Vat ik het goed samen dat er wel kritiek in de voorstelling zit, maar geen wanhoop?

‘Ja, ik denk het wel. Al vraag ik me nu af: zit er wanhoop in? (denkt na) Er zit wel een soort existentialistische wanhoop in, want de voorstelling is in zekere zin een noodkreet. Een noodkreet om elkaar te erkennen. Om samen te leven in plaats van naast elkaar volledig onze eigen gang te gaan. Om na te denken over andere manieren van samenleven. We hebben allemaal onze individuele gevoelens en verlangens, maar de gemeenschappelijke basis om verbindingen met een ander aan te gaan, lijkt verdwenen. Hoe komen we voorbij dat heersende ideaal van individualisme? Dat houdt mij in ideologische zin echt bezig.’

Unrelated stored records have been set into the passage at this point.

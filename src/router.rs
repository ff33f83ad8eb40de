//! Route assembly

use crate::api;
use crate::static_files;
use crate::store::HitStore;
use axum::{
    routing::{get, post},
    Router,
};
use std::sync::Arc;

#[derive(Clone)]
pub struct AppState {
    pub store: Arc<dyn HitStore>,
}

pub fn create_router(store: Arc<dyn HitStore>) -> Router {
    let state = AppState { store };

    Router::new()
        // Main API
        .route("/api/collect", post(api::handlers::collect_handler))
        .route("/api/stats", get(api::handlers::stats_handler))
        // Health check
        .route("/ping", get(api::handlers::ping_handler))
        // Dashboard and beacon
        .route("/", get(static_files::serve_index))
        .route("/track.js", get(static_files::serve_track))
        .route("/static/*path", get(static_files::serve_static))
        .with_state(state)
}
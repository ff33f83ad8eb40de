//! Hit storage - append-only log with in-memory fallback

use crate::core::hit::Hit;
use std::fs::OpenOptions;
use std::io::Write;
use std::path::{Path, PathBuf};
use std::sync::Mutex;

/// Storage abstraction over the hit sequence.
///
/// Handlers receive this as `Arc<dyn HitStore>`; production wires
/// [`FileStore`], tests substitute [`MemoryStore`].
pub trait HitStore: Send + Sync {
    /// Append one hit. Never fails the caller; durable implementations
    /// absorb write errors into a non-durable fallback.
    fn append(&self, hit: Hit);

    /// The complete hit sequence in storage order.
    fn read_all(&self) -> Vec<Hit>;
}

/// Plain in-memory hit list.
#[derive(Debug, Default)]
pub struct MemoryStore {
    hits: Mutex<Vec<Hit>>,
}

impl MemoryStore {
    pub fn new() -> Self {
        Self::default()
    }

    pub fn len(&self) -> usize {
        self.hits.lock().unwrap().len()
    }

    pub fn is_empty(&self) -> bool {
        self.len() == 0
    }
}

impl HitStore for MemoryStore {
    fn append(&self, hit: Hit) {
        self.hits.lock().unwrap().push(hit);
    }

    fn read_all(&self) -> Vec<Hit> {
        self.hits.lock().unwrap().clone()
    }
}

/// Durable newline-delimited JSON log, one record per hit, appended in
/// arrival order. Hits that cannot be written durably are held in a
/// process-lifetime memory fallback instead; the two are never reconciled.
pub struct FileStore {
    path: PathBuf,
    fallback: MemoryStore,
}

impl FileStore {
    pub fn new(path: impl Into<PathBuf>) -> Self {
        Self {
            path: path.into(),
            fallback: MemoryStore::new(),
        }
    }

    fn append_line(&self, hit: &Hit) -> std::io::Result<()> {
        if let Some(dir) = self.path.parent() {
            if !dir.as_os_str().is_empty() {
                std::fs::create_dir_all(dir)?;
            }
        }

        let mut file = OpenOptions::new()
            .create(true)
            .append(true)
            .open(&self.path)?;
        let line = serde_json::to_string(hit)?;
        file.write_all(line.as_bytes())?;
        file.write_all(b"\n")?;
        Ok(())
    }

    /// Parse the whole log. Any read or parse failure means "no durable
    /// hits"; a partial log is never surfaced.
    fn read_log(path: &Path) -> Vec<Hit> {
        let content = match std::fs::read_to_string(path) {
            Ok(c) => c,
            Err(e) => {
                tracing::debug!("no readable hit log at {}: {}", path.display(), e);
                return Vec::new();
            }
        };

        let parsed: Result<Vec<Hit>, _> = content
            .lines()
            .filter(|line| !line.trim().is_empty())
            .map(serde_json::from_str)
            .collect();

        match parsed {
            Ok(hits) => hits,
            Err(e) => {
                tracing::warn!("hit log {} is corrupt, ignoring it: {}", path.display(), e);
                Vec::new()
            }
        }
    }
}

impl HitStore for FileStore {
    fn append(&self, hit: Hit) {
        if let Err(e) = self.append_line(&hit) {
            tracing::warn!(
                "durable append to {} failed, holding hit in memory: {}",
                self.path.display(),
                e
            );
            self.fallback.append(hit);
        }
    }

    fn read_all(&self) -> Vec<Hit> {
        let mut hits = Self::read_log(&self.path);
        hits.extend(self.fallback.read_all());
        hits
    }
}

Je werk zowel met dans als met teksttheater. Hoe zie jij die kruisbestuiving?

‘Ik ben zelf nog aan het uitzoeken welke rol ik graag inneem, die van theatermaker of choreograaf. Ik zoek de kruisbestuiving niet per se op, maar die vindt zeker wel plaats. De voorstellingen die ik met Anna Franziska maak, zijn grotendeels op tekst gebaseerd, maar The Honey House is veel meer gebaseerd op dans en beweging met een theatraal karakter. Ik maak me niet te druk over de vraag of het nu dans of theater is. Ik ben vooral gewoon geïnteresseerd in hoe de verschillen tussen de twee tot nieuwe verbeeldingen kunnen leiden. Meestal wordt een voorstelling gewoon wat ze wordt en geraak ik er als maker een beetje de controle over kwijt. Vreemd genoeg moet je als maker soms gewoon observeren hoe een voorstelling zichzelf ontwikkelt en op tijd proberen in te grijpen. Je moet niet altijd je pen in je hand hebben en grote lijnen op papier zetten. Laat de voorstelling maar een eigen leven leiden, dat vind ik een fijne manier om ernaar te kijken.’

 

‘Vroeger dacht ik tijdens een voorstelling wel eens: wat vinden ze daar nu eigenlijk van? Dan kom je in zo’n vreemd bewustzijn terecht dat je evengoed kan stoppen met spelen.’

 

Je hebt op vier jaar tijd minstens evenveel voorstellingen gemaakt, dat lijkt mij een behoorlijk tempo. Voel je zelf druk?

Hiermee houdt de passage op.